An author with a voice and perspective unlike any other, Krasznahorkai writes compelling stories that are a special blend of the macabre and the beautiful. His narrative style is characteristically unique in that he often writes in meandering and intoxicating sentences that twist and turn for pages without hardly taking a breath. Destruction and Sorrow beneath the Heavens is very different from Krasznahorkai’s novels in that it is a semi-autobiographical travel narrative told in the third person about a Hungarian poet named László Stein traveling through modern China in search of the presence and influence of its classical culture.

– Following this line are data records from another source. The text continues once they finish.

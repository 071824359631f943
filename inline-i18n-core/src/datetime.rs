//! Date and Time Formatting
//!
//! CLDR-style date and time patterns for a handful of locales. All
//! timestamps are rendered in UTC.

use crate::Locale;
use chrono::{DateTime, Datelike, Timelike, Utc};

/// Date formatting style.
#[derive(Debug, Clone, Copy, PartialEq, Eq, Default)]
pub enum DateStyle {
    /// Full date (e.g., "Friday, March 15, 2024")
    Full,
    /// Long date (e.g., "March 15, 2024")
    Long,
    /// Medium date (e.g., "Mar 15, 2024")
    #[default]
    Medium,
    /// Short date (e.g., "3/15/24")
    Short,
}

/// Time formatting style.
#[derive(Debug, Clone, Copy, PartialEq, Eq, Default)]
pub enum TimeStyle {
    /// Full time with zone name (e.g., "2:30:45 PM Coordinated Universal Time")
    Full,
    /// Long time with zone abbreviation (e.g., "2:30:45 PM UTC")
    Long,
    /// Medium time (e.g., "2:30:45 PM")
    #[default]
    Medium,
    /// Short time (e.g., "2:30 PM")
    Short,
}

impl DateStyle {
    /// Parse a style keyword; anything unknown is `Medium`.
    pub fn parse(style: Option<&str>) -> Self {
        match style.map(str::trim) {
            Some("full") => Self::Full,
            Some("long") => Self::Long,
            Some("short") => Self::Short,
            _ => Self::Medium,
        }
    }
}

impl TimeStyle {
    /// Parse a style keyword; anything unknown is `Medium`.
    pub fn parse(style: Option<&str>) -> Self {
        match style.map(str::trim) {
            Some("full") => Self::Full,
            Some("long") => Self::Long,
            Some("short") => Self::Short,
            _ => Self::Medium,
        }
    }
}

/// Date formatting configuration.
#[derive(Debug, Clone, Default)]
pub struct DateFormatter {
    /// Date style
    pub date_style: Option<DateStyle>,
    /// Time style
    pub time_style: Option<TimeStyle>,
}

impl DateFormatter {
    /// Create a new date formatter.
    pub fn new() -> Self {
        Self::default()
    }

    /// Set date style.
    pub fn date_style(mut self, style: DateStyle) -> Self {
        self.date_style = Some(style);
        self
    }

    /// Set time style.
    pub fn time_style(mut self, style: TimeStyle) -> Self {
        self.time_style = Some(style);
        self
    }

    /// Format a timestamp.
    ///
    /// With neither style set the date is printed in `Medium` style.
    ///
    /// ```
    /// use chrono::{TimeZone, Utc};
    /// use inline_i18n_core::{DateFormatter, DateStyle, Locale, TimeStyle};
    ///
    /// let at = Utc.with_ymd_and_hms(2024, 3, 15, 14, 30, 45).unwrap();
    /// let formatter = DateFormatter::new()
    ///     .date_style(DateStyle::Medium)
    ///     .time_style(TimeStyle::Short);
    ///
    /// assert_eq!(formatter.format(&at, &Locale::en_us()), "Mar 15, 2024, 2:30 PM");
    /// ```
    pub fn format(&self, at: &DateTime<Utc>, locale: &Locale) -> String {
        match (self.date_style, self.time_style) {
            (Some(date), Some(time)) => {
                let separator = match locale.language.as_str() {
                    "en" | "de" | "es" | "it" | "ru" => ", ",
                    _ => " ",
                };
                format!(
                    "{}{}{}",
                    format_date(at, date, locale),
                    separator,
                    format_time(at, time, locale)
                )
            }
            (None, Some(time)) => format_time(at, time, locale),
            (date, None) => format_date(at, date.unwrap_or_default(), locale),
        }
    }
}

// ============================================================================
// Date patterns
// ============================================================================

const EN_MONTHS: [&str; 12] = [
    "January", "February", "March", "April", "May", "June", "July", "August", "September",
    "October", "November", "December",
];
const EN_WEEKDAYS: [&str; 7] = [
    "Monday", "Tuesday", "Wednesday", "Thursday", "Friday", "Saturday", "Sunday",
];

const DE_MONTHS: [&str; 12] = [
    "Januar", "Februar", "März", "April", "Mai", "Juni", "Juli", "August", "September",
    "Oktober", "November", "Dezember",
];
const DE_WEEKDAYS: [&str; 7] = [
    "Montag", "Dienstag", "Mittwoch", "Donnerstag", "Freitag", "Samstag", "Sonntag",
];

const FR_MONTHS: [&str; 12] = [
    "janvier", "février", "mars", "avril", "mai", "juin", "juillet", "août", "septembre",
    "octobre", "novembre", "décembre",
];
const FR_MONTHS_SHORT: [&str; 12] = [
    "janv.", "févr.", "mars", "avr.", "mai", "juin", "juil.", "août", "sept.", "oct.", "nov.",
    "déc.",
];
const FR_WEEKDAYS: [&str; 7] = [
    "lundi", "mardi", "mercredi", "jeudi", "vendredi", "samedi", "dimanche",
];

const ES_MONTHS: [&str; 12] = [
    "enero", "febrero", "marzo", "abril", "mayo", "junio", "julio", "agosto", "septiembre",
    "octubre", "noviembre", "diciembre",
];
const ES_WEEKDAYS: [&str; 7] = [
    "lunes", "martes", "miércoles", "jueves", "viernes", "sábado", "domingo",
];

const IT_MONTHS: [&str; 12] = [
    "gennaio", "febbraio", "marzo", "aprile", "maggio", "giugno", "luglio", "agosto",
    "settembre", "ottobre", "novembre", "dicembre",
];
const IT_WEEKDAYS: [&str; 7] = [
    "lunedì", "martedì", "mercoledì", "giovedì", "venerdì", "sabato", "domenica",
];

const PT_MONTHS: [&str; 12] = [
    "janeiro", "fevereiro", "março", "abril", "maio", "junho", "julho", "agosto", "setembro",
    "outubro", "novembro", "dezembro",
];
const PT_WEEKDAYS: [&str; 7] = [
    "segunda-feira", "terça-feira", "quarta-feira", "quinta-feira", "sexta-feira", "sábado",
    "domingo",
];

/// Genitive month names.
const RU_MONTHS: [&str; 12] = [
    "января", "февраля", "марта", "апреля", "мая", "июня", "июля", "августа", "сентября",
    "октября", "ноября", "декабря",
];
const RU_MONTHS_SHORT: [&str; 12] = [
    "янв.", "февр.", "мар.", "апр.", "мая", "июн.", "июл.", "авг.", "сент.", "окт.", "нояб.",
    "дек.",
];
const RU_WEEKDAYS: [&str; 7] = [
    "понедельник", "вторник", "среда", "четверг", "пятница", "суббота", "воскресенье",
];

const JA_WEEKDAYS: [&str; 7] = [
    "月曜日", "火曜日", "水曜日", "木曜日", "金曜日", "土曜日", "日曜日",
];
const KO_WEEKDAYS: [&str; 7] = [
    "월요일", "화요일", "수요일", "목요일", "금요일", "토요일", "일요일",
];
const ZH_WEEKDAYS: [&str; 7] = [
    "星期一", "星期二", "星期三", "星期四", "星期五", "星期六", "星期日",
];

fn abbreviate(name: &str, len: usize) -> String {
    name.chars().take(len).collect()
}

Most notable is the lack of long, meandering sentences that is so characteristic of Krasznahorkai’s style as much of the book is written in dialogue between various peoples he interviews and short reflections on the ancient scenery hidden amidst the hustle and bustle of modern China. The style does make this a much quicker and easier book to digest than his very rich and meaty novels, but the novelist’s dark and bleak perspective is still present.

Why read this book written by a Hungarian novelist about a Hungarian poet in modern China? The title, Destruction and Sorrow beneath the Heavens may seem clunky and mysterious, but the footnotes reveal that the phrase “‘All that is beneath the Heavens’ was a name of the ancient Chinese for the world, which in their eyes was identical with China itself” (271). The destruction and sorrow is depicted as the Chinese nation’s disconnection and disassociation with its own history and endangered cultural heritage as the rush towards modernization and the pursuit of capital supplant the identity of all that is beneath the Heavens. This theme can be applied beyond the subject of China and as accurate depiction of mankind’s crisis with contemporary modernization.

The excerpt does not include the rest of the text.